La batalla fiscal de los que siempre ganan

La política impositiva en España refleja una lucha de clases en la que los poderosos, quienes concentran la mayor parte de la riqueza, se escudan en argumentos de crecimiento y libertad económica para eludir su responsabilidad tributaria. Mientras tanto, la ciudadanía soporta la carga impositiva, que lejos de ser progresiva, perpetúa la desigualdad social
4 de febrero de 2025
Ana Patricia Botín, durante su participación en el Foro de Davos 2025. Fotografía: Ciaran McCrickard.

La Constitución española estipula que el sistema impositivo de nuestro país debe ser progresivo, pero a ciertas personas de orden y con muchos millones en sus cuentas bancarias no les gusta el artículo que incide en este asunto, en concreto, el 31 de la Carta Magna. A pesar de manifestarse favorables a la más alta normativa, aunque sólo en cuestiones y apartados que no les afecten, claman contra la posibilidad de que les metan la mano en el bolsillo para sufragar los gastos e inversiones que aportan calidad de vida al conjunto de la ciudadanía.

Desde que el Gobierno progresista de coalición legislara por amplia mayoría para que los bancos pagaran un impuesto sobre los beneficios extraordinarios, en unos tiempos en los que el superávit de las entidades financieras es escandaloso y de récord Guinness, los plutócratas mantienen una campaña continua y obsesiva contra la ley que les obliga a tributar, tal como contempla el marco legal, asumiendo el falso papel de víctimas y el impostado sentimiento de estar siendo expoliados por un Estado intervencionista.

Una de las más quejicas es la presidenta del Banco Santander, Ana Patricia Botín, quien manifiesta que este gravamen causará un grave daño a la economía española porque es un impuesto al crecimiento, y se queda tan pancha como si el dinero que aportan la mayoría de los ciudadanos a la Agencia Tributaria no fuera también un impuesto al crecimiento. La dueña de la entidad bancaria de la que hablo no es una dama meritoria; llegó a la cúspide siendo hija y nieta de presidentes que, casualmente, tienen un apellido que viene tan a cuento que es sinónimo de rapiña. Lo que no deja de parecer justicia poética.
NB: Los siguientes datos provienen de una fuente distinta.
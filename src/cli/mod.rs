//! Command-line interface for media-import.
//!
//! Scans a card or folder, shows the planned layout and runs imports from
//! a terminal.

mod commands;

pub use commands::{Cli, Commands, LayoutArgs, run_command};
Las protestas de la banca son secundadas, como no podría ser de otra forma, por la derecha patriótica —Partido Popular y Vox—, que ha votado en contra de cualquier carga fiscal, porque a esta gente le gusta mucho hablar de España y de lo grande que es como nación, a pesar de oponerse a contribuir a la mejora de las condiciones de vida del pueblo y al desarrollo económico del país que tanto dicen querer y que tanta pasión despierta entre sus señorías.

También parece que son impuestos al crecimiento los que, por ahora, no se pueden aplicar a los dueños de las energéticas. Y no se pueden aplicar porque el Congreso se ha negado a que paguen lo que les corresponde, dado que a los tradicionales enemigos de los tributos se les ha unido el PNV, que, con el fin de salvar el culo de Iberdrola y Repsol, apoya una medida que beneficia a estas empresas. Es importante resaltar que la dirección ejecutiva de esta última está a cargo del veterano exdirigente de los nacionalistas vascos, Josu Jon Imaz.

Me da la impresión de que sería realmente relevante que quienes se autodenominan constitucionalistas llevaran esa teoría a la práctica. Es cierto que no todos los artículos de la Carta Magna son del agrado de todo el mundo, pero la Constitución es un conjunto de normas fundamentales que no se puede trocear, como si fuera carne al peso. A mí no me gusta que en la Constitución se incluya la forma de Estado, aunque tampoco entendería cómo una Carta Magna en un país democrático podría no hacerlo, y no por ello me niego a acatar la disposición primordial que regula la vida de los españoles. Otra cosa es que no luche por que se modifique, pero también debo decir que me parece que lo tengo bastante crudo. Muy a mi pesar.